● **Task inputs**:
= = = = =

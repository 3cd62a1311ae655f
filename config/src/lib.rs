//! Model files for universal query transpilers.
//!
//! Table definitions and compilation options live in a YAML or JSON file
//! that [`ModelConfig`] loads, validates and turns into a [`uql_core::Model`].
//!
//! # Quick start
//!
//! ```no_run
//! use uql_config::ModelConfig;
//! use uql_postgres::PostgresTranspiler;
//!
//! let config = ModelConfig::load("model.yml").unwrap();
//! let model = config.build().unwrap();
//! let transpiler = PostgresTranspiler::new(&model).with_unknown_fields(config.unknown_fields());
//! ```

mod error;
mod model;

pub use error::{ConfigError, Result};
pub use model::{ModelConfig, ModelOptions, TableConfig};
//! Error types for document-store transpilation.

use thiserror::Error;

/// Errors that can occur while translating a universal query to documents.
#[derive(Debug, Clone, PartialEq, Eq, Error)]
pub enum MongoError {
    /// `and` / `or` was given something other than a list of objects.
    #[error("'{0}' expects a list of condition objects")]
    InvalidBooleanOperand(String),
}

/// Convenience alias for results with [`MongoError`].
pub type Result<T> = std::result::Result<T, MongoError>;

= = = = =

● **What needs to be done**:
Check the lines above and copy each one that includes "MongoError".

● **Result of the exercise**:
pub enum MongoError {
/// Convenience alias for results with [`MongoError`].
pub type Result<T> = std::result::Result<T, MongoError>;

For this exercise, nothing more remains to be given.